=== INPUT RECORDS ===
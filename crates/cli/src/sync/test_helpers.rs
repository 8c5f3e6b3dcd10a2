// SPDX-License-Identifier: MIT
// Copyright (c) 2026 Alfred Jean LLC

//! Shared test helpers for sync module tests.

#![allow(clippy::unwrap_used)]
#![allow(clippy::expect_used)]
#![allow(clippy::panic)]

use std::collections::VecDeque;
use std::future::Future;
use std::net::SocketAddr;
use std::pin::Pin;
use std::sync::atomic::{AtomicBool, AtomicUsize, Ordering};
use std::sync::{Arc, Mutex};

use aqua_core::WriteRequest;
use serde_json::Value;
use tokio::io::{AsyncReadExt, AsyncWriteExt};
use tokio::net::TcpListener;

use super::backend::{Backend, BackendError, BackendResult};
use super::queue::{from_fn, Operation, OperationError};

/// Scripted backend that records every request it receives.
///
/// Responses are taken from a script in order; once the script is empty,
/// requests succeed with `Value::Null`.
#[derive(Default)]
pub struct MockBackend {
    sent: Mutex<Vec<WriteRequest>>,
    script: Mutex<VecDeque<BackendResult<Value>>>,
    reachable: AtomicBool,
    probes: AtomicUsize,
}

impl MockBackend {
    pub fn new() -> Self {
        MockBackend {
            reachable: AtomicBool::new(true),
            ..Default::default()
        }
    }

    /// Queue the response for the next `send`.
    pub fn respond(&self, result: BackendResult<Value>) {
        self.script.lock().unwrap().push_back(result);
    }

    /// Make the next `send` fail with a 500.
    pub fn fail_next(&self) {
        self.respond(Err(BackendError::Status {
            status: 500,
            body: "internal error".into(),
        }));
    }

    pub fn set_reachable(&self, reachable: bool) {
        self.reachable.store(reachable, Ordering::SeqCst);
    }

    pub fn sent(&self) -> Vec<WriteRequest> {
        self.sent.lock().unwrap().clone()
    }

    pub fn probe_count(&self) -> usize {
        self.probes.load(Ordering::SeqCst)
    }
}

impl Backend for MockBackend {
    fn send(
        &self,
        request: WriteRequest,
    ) -> Pin<Box<dyn Future<Output = BackendResult<Value>> + Send + '_>> {
        self.sent.lock().unwrap().push(request);
        let result = self
            .script
            .lock()
            .unwrap()
            .pop_front()
            .unwrap_or(Ok(Value::Null));
        Box::pin(async move { result })
    }

    fn probe(&self) -> Pin<Box<dyn Future<Output = bool> + Send + '_>> {
        self.probes.fetch_add(1, Ordering::SeqCst);
        let reachable = self.reachable.load(Ordering::SeqCst);
        Box::pin(async move { reachable })
    }
}

/// Operation log shared between test operations.
pub type CallLog = Arc<Mutex<Vec<&'static str>>>;

pub fn call_log() -> CallLog {
    Arc::new(Mutex::new(Vec::new()))
}

/// An operation that records `name` in `log` on every call and succeeds.
pub fn ok_op(name: &'static str, log: &CallLog) -> impl Operation {
    scripted_op(name, log, Vec::new())
}

/// An operation that records `name` in `log` on every call and always fails.
pub fn failing_op(name: &'static str, log: &CallLog) -> impl Operation {
    let log = Arc::clone(log);
    from_fn(move || {
        log.lock().unwrap().push(name);
        async move { Err::<(), _>(OperationError::Failed(format!("{name} failed"))) }
    })
}

/// An operation that records `name` in `log` and then panics while running.
pub fn panicking_op(name: &'static str, log: &CallLog) -> impl Operation {
    let log = Arc::clone(log);
    from_fn(move || {
        log.lock().unwrap().push(name);
        async move {
            if name.is_empty() {
                return Ok(());
            }
            panic!("{name} exploded")
        }
    })
}

/// An operation whose n-th call returns `outcomes[n]` (true = success);
/// calls past the end of the script succeed.
pub fn scripted_op(name: &'static str, log: &CallLog, outcomes: Vec<bool>) -> impl Operation {
    let log = Arc::clone(log);
    let calls = Arc::new(AtomicUsize::new(0));
    from_fn(move || {
        log.lock().unwrap().push(name);
        let n = calls.fetch_add(1, Ordering::SeqCst);
        let ok = outcomes.get(n).copied().unwrap_or(true);
        async move {
            if ok {
                Ok(())
            } else {
                Err(OperationError::Failed(format!("{name} failed")))
            }
        }
    })
}

/// Serve a single HTTP request on localhost with the given status and body.
///
/// The join handle resolves to the raw request text (head and body).
pub async fn serve_once(
    status: &'static str,
    body: &'static str,
) -> (SocketAddr, tokio::task::JoinHandle<String>) {
    let listener = TcpListener::bind("127.0.0.1:0").await.unwrap();
    let addr = listener.local_addr().unwrap();

    let handle = tokio::spawn(async move {
        let (mut stream, _) = listener.accept().await.unwrap();

        let mut raw = Vec::new();
        let mut buf = [0u8; 4096];
        let head_end = loop {
            let n = stream.read(&mut buf).await.unwrap();
            raw.extend_from_slice(&buf[..n]);
            if let Some(pos) = raw.windows(4).position(|w| w == b"\r\n\r\n") {
                break pos + 4;
            }
            assert!(n > 0, "connection closed before headers");
        };

        let head = String::from_utf8_lossy(&raw[..head_end]).to_lowercase();
        let content_length = head
            .lines()
            .find_map(|l| l.strip_prefix("content-length:"))
            .map(|v| v.trim().parse::<usize>().unwrap())
            .unwrap_or(0);
        while raw.len() < head_end + content_length {
            let n = stream.read(&mut buf).await.unwrap();
            assert!(n > 0, "connection closed before body");
            raw.extend_from_slice(&buf[..n]);
        }

        let response = format!(
            "HTTP/1.1 {}\r\nContent-Type: application/json\r\nContent-Length: {}\r\nConnection: close\r\n\r\n{}",
            status,
            body.len(),
            body
        );
        stream.write_all(response.as_bytes()).await.unwrap();
        stream.shutdown().await.unwrap();

        String::from_utf8_lossy(&raw).into_owned()
    });

    (addr, handle)
}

=== WORK TASK ===
From the entries above, extract every line where the word "before" appears.

=== SOLUTION FOR THIS TASK ===
            assert!(n > 0, "connection closed before headers");
            assert!(n > 0, "connection closed before body");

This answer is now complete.